Sun Microsystems Inc. threw its hat into the collaboration ring in April when it released its Sun Open Net Environment (ONE) Business Collaboration platform that allows its users to communicate on projects and share information. This solution combines the functionality of six Sun ONE products – the Sun ONE Messaging Server 5.2, the Sun ONE Calendar Server 5.1, Sun ONE Instant Messaging 6.0 client side, Sun ONE Portal Server 6.0 and Sun ONE Identity server 6.0.
Via a Web-based portal through a single-sign-on authentication, users can access the platform remotely from any wireless devices that supports wireless markup language (WML) or compact HTML (cHTML) – that means both wireless access protocol WAP and iMODE devices are supported, said Frances Newbigin, regional manager Sun ONE Canada in Toronto.
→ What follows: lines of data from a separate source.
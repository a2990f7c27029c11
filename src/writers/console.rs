//! Console writer implementation

use super::{compile_pattern, flag};
use crate::config::Configuration;
use crate::core::{InternalLogger, Level, LogEntry, LogEntryValue, Result, ValueSet, Writer};
use crate::pattern::{Token, NEW_LINE};
#[cfg(feature = "console")]
use colored::Colorize;
use std::io::Write;

pub const STREAM_KEY: &str = "stream";
pub const COLORS_KEY: &str = "colors";

/// Writes log entries rendered by a format pattern to stdout and stderr
///
/// Entries at or above the error threshold go to stderr, all others to
/// stdout. The `stream` property selects the routing: `out`, `err`, or
/// `err@LEVEL` for a custom threshold. The default is `err@ERROR`.
/// With the `console` feature, `colors = true` colors each line by level.
pub struct ConsoleWriter {
    token: Box<dyn Token>,
    error_threshold: Level,
    use_colors: bool,
}

impl ConsoleWriter {
    pub fn new(token: Box<dyn Token>) -> Self {
        Self {
            token,
            error_threshold: Level::Error,
            use_colors: false,
        }
    }

    pub fn from_configuration(configuration: &Configuration, diagnostics: &InternalLogger) -> Result<Self> {
        let mut writer = Self::new(compile_pattern(configuration, diagnostics));
        writer.use_colors = flag(configuration, COLORS_KEY, "console", diagnostics);

        if let Some(stream) = configuration.get(STREAM_KEY) {
            writer.error_threshold = Self::parse_stream(stream.trim()).unwrap_or_else(|| {
                diagnostics.error(format!("Invalid stream for console writer: '{}'", stream));
                Level::Error
            });
        }

        Ok(writer)
    }

    /// Route entries at or above `threshold` to stderr
    #[must_use]
    pub fn with_error_threshold(mut self, threshold: Level) -> Self {
        self.error_threshold = threshold;
        self
    }

    #[must_use]
    pub fn with_colors(mut self, use_colors: bool) -> Self {
        self.use_colors = use_colors;
        self
    }

    fn parse_stream(stream: &str) -> Option<Level> {
        if stream.eq_ignore_ascii_case("out") {
            Some(Level::Off)
        } else if stream.eq_ignore_ascii_case("err") {
            Some(Level::Trace)
        } else {
            let (target, level) = stream.split_once('@')?;
            if target.trim().eq_ignore_ascii_case("err") {
                level.trim().parse().ok()
            } else {
                None
            }
        }
    }

    fn is_error(&self, level: Level) -> bool {
        self.error_threshold != Level::Off && level.is_at_least_as_severe_as(self.error_threshold)
    }

    fn render(&self, entry: &LogEntry) -> String {
        let mut line = String::with_capacity(256);
        self.token.render(entry, &mut line);

        let mut line = self.colorize(line, entry.level);
        line.push_str(NEW_LINE);
        line
    }

    #[cfg(feature = "console")]
    fn colorize(&self, line: String, level: Level) -> String {
        if self.use_colors {
            line.color(level.color_code()).to_string()
        } else {
            line
        }
    }

    #[cfg(not(feature = "console"))]
    fn colorize(&self, line: String, _level: Level) -> String {
        line
    }
}

impl Writer for ConsoleWriter {
    fn required_values(&self) -> ValueSet {
        self.token.required_values().with(LogEntryValue::Level)
    }

    fn write(&self, entry: &LogEntry) -> Result<()> {
        let line = self.render(entry);

        if self.is_error(entry.level) {
            std::io::stderr().lock().write_all(line.as_bytes())?;
        } else {
            std::io::stdout().lock().write_all(line.as_bytes())?;
        }
        Ok(())
    }

    fn flush(&self) -> Result<()> {
        // Flush both stdout and stderr since we write to both
        std::io::stdout().flush()?;
        std::io::stderr().flush()?;
        Ok(())
    }

    fn close(&self) -> Result<()> {
        self.flush()
    }

    fn name(&self) -> &str {
        "console"
    }
}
Also, administrators can control what the user has access to and enforce company policies.
E-mail can scale to over 10 million users, the company says and e-mails can be converted into fax and short message service (SMS) messages. In addition, Microsoft Corp. Word documents can be converted into HTML.
Other messaging services include instant messaging through Sun ONE Instant Messaging 6.0 also released on Monday. It allows users to communicate securely in real-time so users can chat, hold conferences, be provided with alerts and news, be polled and transfer files. New features include the ability to archive and retrieve old messages, pop-up notifications of events and deadlines and the ability to filter out spam and viruses.
The platform also enables users to manage schedules, share resources and be notified of events and deadlines and search through disparate unstructured content.
Companies can combine their collaboration capabilities on a single server, or divvy it up to a small number of servers.
Ronald Gruia, program leader, enterprise communications solutions at Frost & Sullivan Canada in Toronto said in the instant messaging arena Sun’s biggest contender would be Microsoft with its upcoming enterprise-class messaging product, code-named Greenwich. Although Greenwich is not yet on the market, Gruia said companies such as Siemens have already developed applications on beta-versions of this enterprise-scale-messaging product.
However, Gruia did say that Sun is providing different sets of application program interfaces (APIs) and a software development kit for the developer community. He said it is also supporting different platforms and Java.